Spreading resistance effects in tunneling spectroscopy of $\alpha \text{−}{\mathrm{RuCl}}_3$ and ${\mathrm{Ir}}_{0.5}{\mathrm{Ru}}_{0.5}{\mathrm{Cl}}_3$

The Mott insulating state is the progenitor of many interesting quantum phases of matter including the famous high-temperature superconductors and quantum spin liquids. A recent candidate for novel spin liquid phenomena is $\alpha \text{−}{\mathrm{RuCl}}_3$, a layered honeycomb Mott insulator whose electronic structure has been a source of mystery. In particular, scanning tunneling spectroscopy has indicated a Mott gap in $\alpha \text{−}{\mathrm{RuCl}}_3$ that is much lower than the 2-eV value observed in photoemission measurements. Here, we show that the origin of this discrepancy is a spreading resistance artifact associated with tunneling into highly resistive materials by comparing with prior experiments and numerical modeling. A similar phenomenon is also observed in a substitutional alloy, ${\mathrm{Ir}}_{0.5}{\mathrm{Ru}}_{0.5}{\mathrm{Cl}}_3$, that has a higher resistivity than the parent compound. While the tunneling measurements cannot be used to accurately measure the sample density of states for these materials, we can take advantage of the spreading resistance sensitivity to quantify the anisotropic resistivity of these layered materials and connect to previous macroscopic transport observations.

Figure 1

(a) Atomically resolved STM image of a cleaved $\alpha \text{−}{\mathrm{RuCl}}_3$ surface (0.6-V bias, 60 pA); (b) UPS spectra of $\alpha \text{−}{\mathrm{RuCl}}_3$ showing the occupied states.

Figure 2

(a) Tunneling conductance averaged over a 50-nm × 50-nm region at different setpoint currents; (b) Normalized tunneling conductance over a larger range of initial tunneling setpoints than in part (a) that shows the collapse of the apparent Mott gap as the tip approaches the surface.
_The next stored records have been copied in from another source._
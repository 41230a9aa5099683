use core::fmt;
use core::str::FromStr;

use crate::TlError;

/// Raw ADC output. Signed so that logger sentinels (e.g. `-1`) survive
/// ingestion and are rejected by the converters instead of the parser.
pub type AdcCode = i32;

/// Named input channels the rig logger records.
///
/// The discriminant doubles as a dense index, so per-channel storage can be a
/// fixed array instead of a map.
#[derive(Clone, Copy, Debug, PartialEq, Eq, Hash, PartialOrd, Ord)]
#[cfg_attr(feature = "serde", derive(serde::Serialize, serde::Deserialize))]
pub enum Channel {
    T1,
    T2,
    T3,
    #[cfg_attr(feature = "serde", serde(rename = "fluid_in"))]
    FluidIn,
    #[cfg_attr(feature = "serde", serde(rename = "fluid_out"))]
    FluidOut,
    #[cfg_attr(feature = "serde", serde(rename = "P_in"))]
    PIn,
    #[cfg_attr(feature = "serde", serde(rename = "P_out"))]
    POut,
    #[cfg_attr(feature = "serde", serde(rename = "heater_power"))]
    HeaterPower,
    #[cfg_attr(feature = "serde", serde(rename = "pump_power"))]
    PumpPower,
}

impl Channel {
    pub const COUNT: usize = 9;

    pub const ALL: [Channel; Channel::COUNT] = [
        Channel::T1,
        Channel::T2,
        Channel::T3,
        Channel::FluidIn,
        Channel::FluidOut,
        Channel::PIn,
        Channel::POut,
        Channel::HeaterPower,
        Channel::PumpPower,
    ];

    pub const THERMISTORS: [Channel; 5] = [
        Channel::T1,
        Channel::T2,
        Channel::T3,
        Channel::FluidIn,
        Channel::FluidOut,
    ];

    pub const PRESSURES: [Channel; 2] = [Channel::PIn, Channel::POut];

    #[inline]
    pub fn index(self) -> usize {
        self as usize
    }

    /// Column name used by the logger.
    pub fn name(self) -> &'static str {
        match self {
            Channel::T1 => "T1",
            Channel::T2 => "T2",
            Channel::T3 => "T3",
            Channel::FluidIn => "fluid_in",
            Channel::FluidOut => "fluid_out",
            Channel::PIn => "P_in",
            Channel::POut => "P_out",
            Channel::HeaterPower => "heater_power",
            Channel::PumpPower => "pump_power",
        }
    }

    pub fn from_name(name: &str) -> Option<Channel> {
        Channel::ALL.into_iter().find(|c| c.name() == name)
    }

    pub fn is_thermistor(self) -> bool {
        Channel::THERMISTORS.contains(&self)
    }

    pub fn is_pressure(self) -> bool {
        Channel::PRESSURES.contains(&self)
    }
}

impl fmt::Display for Channel {
    fn fmt(&self, f: &mut fmt::Formatter<'_>) -> fmt::Result {
        f.write_str(self.name())
    }
}

impl FromStr for Channel {
    type Err = TlError;

    fn from_str(s: &str) -> Result<Self, Self::Err> {
        Channel::from_name(s.trim()).ok_or(TlError::InvalidArg {
            what: "unknown channel name",
        })
    }
}
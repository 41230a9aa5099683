//! Rig configuration validation.

use tl_calibration::CalibrationError;

use crate::schema::RigConfig;

#[derive(thiserror::Error, Debug, Clone, PartialEq)]
pub enum ValidationError {
    #[error("Missing calibration parameters: {}", fields.join(", "))]
    MissingParameters { fields: Vec<String> },

    #[error("Invalid value: {field} = {value} ({reason})")]
    InvalidValue {
        field: String,
        value: String,
        reason: String,
    },

    #[error("Invalid calibration: {0}")]
    Calibration(#[from] CalibrationError),

    #[error("Unsupported version: {version}")]
    UnsupportedVersion { version: u32 },
}

/// Check a configuration can drive a processing run.
pub fn validate_config(config: &RigConfig) -> Result<(), ValidationError> {
    if config.version > crate::migrate::LATEST_VERSION {
        return Err(ValidationError::UnsupportedVersion {
            version: config.version,
        });
    }

    if let Some(hf) = &config.heat_flux {
        if hf.top == hf.bottom {
            return Err(ValidationError::InvalidValue {
                field: "heat_flux.bottom".to_string(),
                value: hf.bottom.to_string(),
                reason: "must differ from heat_flux.top".to_string(),
            });
        }
    }

    config.to_profile().map(|_| ())
}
From bottom to top the spectra correspond to 0.1-, 0.2-, 0.3-, 0.4-, 0.5-, 0.6-, and 0.7-nA setpoint currents.

Figure 3

(a) Averaged normalized $dI/dV$ spectra of ${\mathrm{Ir}}_{0.5}{\mathrm{Ru}}_{0.5}{\mathrm{Cl}}_3$ showing an even stronger dependence on tunneling setpoint current than for ${\mathrm{RuCl}}_3$. (b) UPS spectrum of ${\mathrm{Ir}}_{0.5}{\mathrm{Ru}}_{0.5}{\mathrm{Cl}}_3$ indicating the presence of a significant gap.

Figure 4

(a) Averaged I-V spectra of $\alpha \text{−}{\mathrm{RuCl}}_3$ at different tunneling setpoint currents corresponding to Fig. 1 showing a linearization at high setpoint. (b) Averaged I-V spectra corresponding to Fig. 2 of ${\mathrm{Ir}}_{0.5}{\mathrm{Ru}}_{0.5}{\mathrm{Cl}}_3$ showing an even stronger dependence on tunneling setpoint current.

Figure 5

(a) Bulk sample resistance as a function of temperature for pure ${\mathrm{RuCl}}_3$ and ${\mathrm{Ir}}_{0.5}{\mathrm{Ru}}_{0.5}{\mathrm{Cl}}_3$. (b) Tip-sample resistance as a function of tunneling setpoint current extracted from Figs. 4 and 4, showing a decrease in the total resistance of the tip-vacuum-sample system. An exponential fit is fit to the trend to extract a value for the spreading resistance.

Figure 6

(a) Differential conductance for different tip-sample distances showing how distortion of a peak structure is increased as the distance decreases when spreading resistance is included; (b) Extremely small tip-sample distances that show tunneling $I\left(V\right)$ curves where essentially no remnant of the sample DOS can be observed but where the slope tends to approach the spreading resistance value $R_s$.